**Exercise data:**
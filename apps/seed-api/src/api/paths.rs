use axum::{
    extract::{Path, State},
    Json,
};
use chrono::Utc;
use seed_protocol::{
    ExecuteResponse, Execution, ExecutionState, ExecutionStep, NetworkGraph, NetworkNode,
    PathReport, PathsReport,
};

use crate::{mock, responses::ApiError, util::iso, AppState};

#[utoipa::path(
    get,
    path = "/api/paths",
    tag = "Paths",
    operation_id = "paths_doc",
    responses(
        (status = 200, description = "Path catalog and network summary", body = PathsReport)
    )
)]
pub async fn paths_list(State(state): State<AppState>) -> Result<Json<PathsReport>, ApiError> {
    Ok(Json(mock::paths_snapshot(state.rng(), Utc::now())))
}

#[utoipa::path(
    get,
    path = "/api/paths/{id}",
    tag = "Paths",
    operation_id = "path_get_doc",
    params(("id" = String, Path, description = "Path id, e.g. build-path")),
    responses(
        (status = 200, description = "Path descriptor", body = PathReport),
        (status = 404, description = "Unknown path", body = seed_protocol::ErrorBody)
    )
)]
pub async fn path_get(
    State(state): State<AppState>,
    Path(id): Path<String>,
) -> Result<Json<PathReport>, ApiError> {
    let now = Utc::now();
    let path = mock::paths::find(&id, state.rng(), now)
        .ok_or_else(|| ApiError::not_found("Path", id))?;
    Ok(Json(PathReport {
        timestamp: iso(now),
        path,
    }))
}

/// Start a simulated run; every step is reported as pending.
#[utoipa::path(
    post,
    path = "/api/paths/{id}/execute",
    tag = "Paths",
    operation_id = "path_execute_doc",
    params(("id" = String, Path, description = "Path id")),
    responses(
        (status = 200, description = "Execution started", body = ExecuteResponse),
        (status = 404, description = "Unknown path", body = seed_protocol::ErrorBody)
    )
)]
pub async fn path_execute(
    State(state): State<AppState>,
    Path(id): Path<String>,
) -> Result<Json<ExecuteResponse>, ApiError> {
    let now = Utc::now();
    let Some(path) = mock::paths::find(&id, state.rng(), now) else {
        return Err(ApiError::not_found("Path", id));
    };
    let execution = Execution {
        id: format!("exec-{}", now.timestamp_millis()),
        path_id: path.id.clone(),
        status: ExecutionState::Running,
        start_time: iso(now),
        steps: path
            .steps
            .iter()
            .map(|name| ExecutionStep {
                name: name.clone(),
                status: ExecutionState::Pending,
                start_time: None,
                end_time: None,
            })
            .collect(),
    };
    tracing::info!(path = %path.id, execution = %execution.id, "path execution started");
    Ok(Json(ExecuteResponse {
        message: format!("Path {} execution started", path.name),
        execution,
    }))
}

#[utoipa::path(
    get,
    path = "/api/paths/network/visualization",
    tag = "Paths",
    operation_id = "paths_network_doc",
    responses(
        (status = 200, description = "Nodes and edges of the path network", body = NetworkGraph)
    )
)]
pub async fn paths_network(State(state): State<AppState>) -> Result<Json<NetworkGraph>, ApiError> {
    let nodes = mock::paths::catalog(state.rng(), Utc::now())
        .into_iter()
        .map(|path| NetworkNode {
            id: path.id,
            name: path.name,
            status: path.status,
            efficiency: path.efficiency,
            kind: "path".into(),
        })
        .collect();
    Ok(Json(NetworkGraph {
        nodes,
        edges: mock::paths::edges(),
        metadata: mock::paths::network_summary(),
    }))
}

**Exercise description:**
Report every line in the data that holds "ExecutionState", copying each one.

**Finished exercise:**
    ExecuteResponse, Execution, ExecutionState, ExecutionStep, NetworkGraph, NetworkNode,
        status: ExecutionState::Running,
                status: ExecutionState::Pending,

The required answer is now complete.